> [Exercise description]: Transcribe exactly the line that contains "pub const fn end(&mut" and all lines following it to the end of the material below; omit everything else.
:: Record extracts ::
//! Cursor — the logical cursor position on the viewport.
//!
//! The cursor lives in screen coordinates: `cx` is a column, `cy` a row, both
//! 0-indexed. It is bounded by the viewport, not by the document. Every
//! movement clamps to `[0, cols - 1] × [0, rows - 1]`, so a cursor that
//! starts in range stays in range no matter how often it is pushed against an
//! edge.
//!
//! The viewport [`Size`] is passed to each movement rather than stored, the
//! same way a cursor elsewhere is handed the buffer it moves through.

use t_term::terminal::Size;

/// Direction of a single cursor step.
#[derive(Debug, Clone, Copy, PartialEq, Eq, Hash)]
pub enum Direction {
    Up,
    Down,
    Left,
    Right,
}

/// A cursor position on the viewport.
#[derive(Debug, Clone, Copy, PartialEq, Eq, Default)]
pub struct Cursor {
    cx: u16,
    cy: u16,
}

impl Cursor {
    /// A cursor at the top-left corner.
    #[must_use]
    pub const fn new() -> Self {
        Self { cx: 0, cy: 0 }
    }

    /// A cursor at `(cx, cy)`, clamped into `size`.
    #[must_use]
    pub fn at(cx: u16, cy: u16, size: Size) -> Self {
        let mut c = Self { cx, cy };
        c.clamp(size);
        c
    }

    /// Column, 0-indexed.
    #[inline]
    #[must_use]
    pub const fn cx(self) -> u16 {
        self.cx
    }

    /// Row, 0-indexed.
    #[inline]
    #[must_use]
    pub const fn cy(self) -> u16 {
        self.cy
    }

    /// Move one step in `dir`, stopping at the viewport edge.
    pub fn move_cursor(&mut self, dir: Direction, size: Size) {
        match dir {
            Direction::Left => self.cx = self.cx.saturating_sub(1),
            Direction::Right => {
                if self.cx < last(size.cols) {
                    self.cx += 1;
                }
            }
            Direction::Up => self.cy = self.cy.saturating_sub(1),
            Direction::Down => {
                if self.cy < last(size.rows) {
                    self.cy += 1;
                }
            }
        }
    }

    /// Move a full screen height in `dir`.
    ///
    /// Paging is one clamped step repeated `size.rows` times. Nothing
    /// scrolls: the cursor simply ends up on the first or last row.
    pub fn page(&mut self, dir: Direction, size: Size) {
        for _ in 0..size.rows {
            self.move_cursor(dir, size);
        }
    }

    /// Jump to the first column.
    pub const fn home(&mut self) {
        self.cx = 0;
    }

    /// Jump to the last column of the viewport.
    pub const fn end(&mut self, size: Size) {
        self.cx = last(size.cols);
    }

    /// Pull the cursor back inside `size`.
    pub fn clamp(&mut self, size: Size) {
        self.cx = self.cx.min(last(size.cols));
        self.cy = self.cy.min(last(size.rows));
    }
}

/// Highest valid index for an extent. `Size` guarantees a non-zero extent;
/// `saturating_sub` keeps a hand-built zero size from wrapping.
const fn last(extent: u16) -> u16 {
    extent.saturating_sub(1)
}

// ---------------------------------------------------------------------------
// Tests
// ---------------------------------------------------------------------------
:::
> [Reply]:
    pub const fn end(&mut self, size: Size) {
        self.cx = last(size.cols);
    }

    /// Pull the cursor back inside `size`.
    pub fn clamp(&mut self, size: Size) {
        self.cx = self.cx.min(last(size.cols));
        self.cy = self.cy.min(last(size.rows));
    }
}

/// Highest valid index for an extent. `Size` guarantees a non-zero extent;
/// `saturating_sub` keeps a hand-built zero size from wrapping.
const fn last(extent: u16) -> u16 {
    extent.saturating_sub(1)
}

// ---------------------------------------------------------------------------
// Tests
// ---------------------------------------------------------------------------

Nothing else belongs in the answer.